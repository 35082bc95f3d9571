//! Fixed-base windowed modular exponentiation.
//!
//! Precomputes a table of powers of a single base element so that
//! `base^e mod P` can be answered with `rows` table lookups and
//! multiplications instead of a full square-and-multiply ladder.

use crypto_bigint::modular::runtime_mod::{DynResidue, DynResidueParams};
use crypto_bigint::{U256, U4096};
use tracing::debug;

use crate::params::P_LIMBS;

/// Memory/speed tier for a [`PowRadix`] table. Larger tables trade memory for
/// fewer multiplications per exponentiation.
#[derive(Debug, Clone, Copy, PartialEq, Eq, Hash)]
pub enum PowRadixOption {
    /// No table; falls back to a generic modpow.
    NoAcceleration,
    /// 8-bit windows, ~4 MB for the production group.
    LowMemoryUse,
    /// 12-bit windows, ~44 MB for the production group.
    HighMemoryUse,
    /// 16-bit windows, ~500 MB for the production group.
    ExtremeMemoryUse,
}

impl PowRadixOption {
    fn window_bits(self) -> Option<u32> {
        match self {
            PowRadixOption::NoAcceleration => None,
            PowRadixOption::LowMemoryUse => Some(8),
            PowRadixOption::HighMemoryUse => Some(12),
            PowRadixOption::ExtremeMemoryUse => Some(16),
        }
    }
}

/// A precomputed table of powers of one base element, able to answer
/// `base^e mod P` for any `e` in `[0, Q)`.
pub(crate) struct PowRadix {
    option: PowRadixOption,
    k: u32,
    table: Vec<Vec<U4096>>,
    p_params: DynResidueParams<P_LIMBS>,
}

impl PowRadix {
    pub(crate) fn new(
        base: U4096,
        option: PowRadixOption,
        p_params: DynResidueParams<P_LIMBS>,
        q_bits: usize,
    ) -> Self {
        let Some(k) = option.window_bits() else {
            return PowRadix {
                option,
                k: 0,
                table: Vec::new(),
                p_params,
            };
        };
        let rows = q_bits.div_ceil(k as usize);
        let cols = 1usize << k;

        let mut table = Vec::with_capacity(rows);
        let mut row_base = DynResidue::new(&base, p_params);
        for _ in 0..rows {
            let mut row = Vec::with_capacity(cols);
            let mut acc = DynResidue::new(&U4096::ONE, p_params);
            row.push(acc.retrieve());
            for _ in 1..cols {
                acc = acc.mul(&row_base);
                row.push(acc.retrieve());
            }
            // next row's base is this row's base raised to 2^k
            for _ in 0..k {
                row_base = row_base.square();
            }
            table.push(row);
        }

        debug!(
            tier = ?option,
            k,
            rows,
            cols,
            "built pow-radix table"
        );

        PowRadix {
            option,
            k,
            table,
            p_params,
        }
    }

    pub(crate) fn option(&self) -> PowRadixOption {
        self.option
    }

    /// `base^e mod P`, equivalent to a naive modpow for any `e < Q`.
    pub(crate) fn pow(&self, base: &U4096, e: &U256) -> U4096 {
        if self.table.is_empty() {
            let base_res = DynResidue::new(base, self.p_params);
            return base_res.pow(e).retrieve();
        }

        let mask = U256::ONE.shl_vartime(self.k as usize).wrapping_sub(&U256::ONE);
        let mut acc = DynResidue::new(&U4096::ONE, self.p_params);
        for (i, row) in self.table.iter().enumerate() {
            let digit = e.shr_vartime(i * self.k as usize).bitand(&mask);
            let idx = digit.as_words()[0] as usize;
            let factor = DynResidue::new(&row[idx], self.p_params);
            acc = acc.mul(&factor);
        }
        acc.retrieve()
    }
}

#[cfg(test)]
mod tests {
    use super::*;
    use crate::params::ParamSet;

    #[test]
    fn matches_naive_modpow_across_tiers() {
        let params = ParamSet::TestSmall.load();
        let p_params = DynResidueParams::new(&params.p);
        let q_bits = params.q.bits_vartime();

        for tier in [
            PowRadixOption::NoAcceleration,
            PowRadixOption::LowMemoryUse,
            PowRadixOption::HighMemoryUse,
        ] {
            let radix = PowRadix::new(params.g, tier, p_params, q_bits);
            for e in [0u64, 1, 2, 17, 1000, 32632] {
                let e = U256::from_u64(e);
                let naive = DynResidue::new(&params.g, p_params).pow(&e).retrieve();
                assert_eq!(radix.pow(&params.g, &e), naive, "tier {:?} mismatched at e={:?}", tier, e);
            }
        }
    }
}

::::::::

Find each line in the data above with the word "Some", then copy it.

            PowRadixOption::LowMemoryUse => Some(8),
            PowRadixOption::HighMemoryUse => Some(12),
            PowRadixOption::ExtremeMemoryUse => Some(16),
        let Some(k) = option.window_bits() else {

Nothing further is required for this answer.